ASSIGNMENT: Below are the records; how many of their lines contain "Plain"? Reply only with that figure.

INPUT FOR THIS TASK:
Start of Block

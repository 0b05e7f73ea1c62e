// Request-side domain values

use serde::{Deserialize, Serialize};
use serde_json::Value;
use std::time::Duration;

/// HTTP methods used by the console
#[derive(Debug, Clone, Copy, PartialEq, Eq, Hash, Serialize, Deserialize)]
#[serde(rename_all = "UPPERCASE")]
pub enum HttpMethod {
    Get,
    Post,
    Put,
    Patch,
    Delete,
}

impl HttpMethod {
    pub fn as_str(&self) -> &'static str {
        match self {
            HttpMethod::Get => "GET",
            HttpMethod::Post => "POST",
            HttpMethod::Put => "PUT",
            HttpMethod::Patch => "PATCH",
            HttpMethod::Delete => "DELETE",
        }
    }
}

impl std::fmt::Display for HttpMethod {
    fn fmt(&self, f: &mut std::fmt::Formatter<'_>) -> std::fmt::Result {
        f.write_str(self.as_str())
    }
}

/// One outbound call, alive only while the client works on it
#[derive(Debug, Clone)]
pub struct PendingRequest {
    pub correlation_id: String,
    pub url: String,
    pub method: HttpMethod,
    pub body: Option<Value>,
    pub headers: Vec<(String, String)>,
    pub timeout: Duration,
    pub max_retries: u32,
    pub attempt: u32,
}

impl PendingRequest {
    /// True when no further attempt is allowed after the current one
    pub fn is_last_attempt(&self) -> bool {
        self.attempt >= self.max_retries
    }
}

/// How a response body should be decoded, derived from its content type
#[derive(Debug, Clone, Copy, PartialEq, Eq)]
pub enum ContentClass {
    Json,
    Text,
    Binary,
    Unknown,
}

impl ContentClass {
    pub fn from_content_type(content_type: Option<&str>) -> Self {
        let Some(raw) = content_type else {
            return ContentClass::Unknown;
        };
        let mime = raw
            .split(';')
            .next()
            .unwrap_or_default()
            .trim()
            .to_ascii_lowercase();

        if mime == "application/json" || mime.ends_with("+json") {
            ContentClass::Json
        } else if mime.starts_with("text/") {
            ContentClass::Text
        } else if matches!(
            mime.as_str(),
            "application/octet-stream" | "application/pdf" | "application/zip"
        ) || mime.starts_with("application/vnd.")
            || mime.starts_with("image/")
            || mime.starts_with("audio/")
            || mime.starts_with("video/")
        {
            ContentClass::Binary
        } else {
            ContentClass::Unknown
        }
    }
}

/// Decoded response content
#[derive(Debug, Clone, PartialEq)]
pub enum ResponseBody {
    Json(Value),
    Text(String),
    Binary(Vec<u8>),
    Empty,
}

impl ResponseBody {
    pub fn as_json(&self) -> Option<&Value> {
        match self {
            ResponseBody::Json(v) => Some(v),
            _ => None,
        }
    }

    pub fn into_json(self) -> Option<Value> {
        match self {
            ResponseBody::Json(v) => Some(v),
            _ => None,
        }
    }

    pub fn into_bytes(self) -> Option<Vec<u8>> {
        match self {
            ResponseBody::Binary(b) => Some(b),
            ResponseBody::Text(s) => Some(s.into_bytes()),
            _ => None,
        }
    }

    pub fn is_empty(&self) -> bool {
        matches!(self, ResponseBody::Empty)
    }
}
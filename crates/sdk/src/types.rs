//! SDK Request/Response Types
//!
//! camelCase on the wire; unknown fields are kept in `extra`.

use serde::{Deserialize, Deserializer, Serialize};
use serde_json::{Map, Value};

/// A stored test case
#[derive(Debug, Clone, PartialEq, Serialize, Deserialize)]
#[serde(rename_all = "camelCase")]
pub struct TestCase {
    #[serde(default, skip_serializing_if = "Option::is_none")]
    pub id: Option<i64>,
    pub name: String,
    #[serde(default, skip_serializing_if = "Option::is_none")]
    pub description: Option<String>,
    #[serde(flatten)]
    pub extra: Map<String, Value>,
}

impl TestCase {
    pub fn new(name: impl Into<String>) -> Self {
        Self {
            id: None,
            name: name.into(),
            description: None,
            extra: Map::new(),
        }
    }

    pub fn with_description(mut self, description: impl Into<String>) -> Self {
        self.description = Some(description.into());
        self
    }
}

/// Reply to launching a single test case
#[derive(Debug, Clone, PartialEq, Deserialize)]
#[serde(rename_all = "camelCase")]
pub struct ExecutionStarted {
    #[serde(alias = "id", deserialize_with = "id_string")]
    pub execution_id: String,
    #[serde(default)]
    pub status: Option<String>,
}

/// Reply to launching a batch (directly or through a schedule)
#[derive(Debug, Clone, PartialEq, Deserialize)]
#[serde(rename_all = "camelCase")]
pub struct BatchStarted {
    #[serde(alias = "id", deserialize_with = "id_string")]
    pub batch_id: String,
    #[serde(default)]
    pub status: Option<String>,
}

/// Request body for a batch run
#[derive(Debug, Clone, Serialize)]
#[serde(rename_all = "camelCase")]
pub struct BatchRequest {
    pub test_case_ids: Vec<i64>,
}

/// Status payload of an execution or batch
#[derive(Debug, Clone, PartialEq, Deserialize)]
#[serde(rename_all = "camelCase")]
pub struct JobStatus {
    pub status: String,
    #[serde(default)]
    pub total_tests: Option<u64>,
    #[serde(default)]
    pub passed_tests: Option<u64>,
    #[serde(default)]
    pub failed_tests: Option<u64>,
    #[serde(flatten)]
    pub extra: Map<String, Value>,
}

/// A recurring batch schedule
#[derive(Debug, Clone, PartialEq, Deserialize)]
#[serde(rename_all = "camelCase")]
pub struct Schedule {
    pub id: i64,
    pub name: String,
    #[serde(default)]
    pub cron_expression: Option<String>,
    #[serde(default)]
    pub enabled: bool,
    #[serde(flatten)]
    pub extra: Map<String, Value>,
}

/// List endpoints answer either with a bare array or a page object
#[derive(Debug, Deserialize)]
#[serde(untagged)]
pub(crate) enum Listing<T> {
    Plain(Vec<T>),
    Page { content: Vec<T> },
}

impl<T> Listing<T> {
    pub(crate) fn into_vec(self) -> Vec<T> {
        match self {
            Listing::Plain(items) => items,
            Listing::Page { content } => content,
        }
    }
}

/// Accept ids sent as strings or numbers
fn id_string<'de, D>(deserializer: D) -> Result<String, D::Error>
where
    D: Deserializer<'de>,
{
    match Value::deserialize(deserializer)? {
        Value::String(s) => Ok(s),
        Value::Number(n) => Ok(n.to_string()),
        other => Err(serde::de::Error::custom(format!(
            "expected string or number id, got {}",
            other
        ))),
    }
}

End of Block

WORKED SOLUTION: 2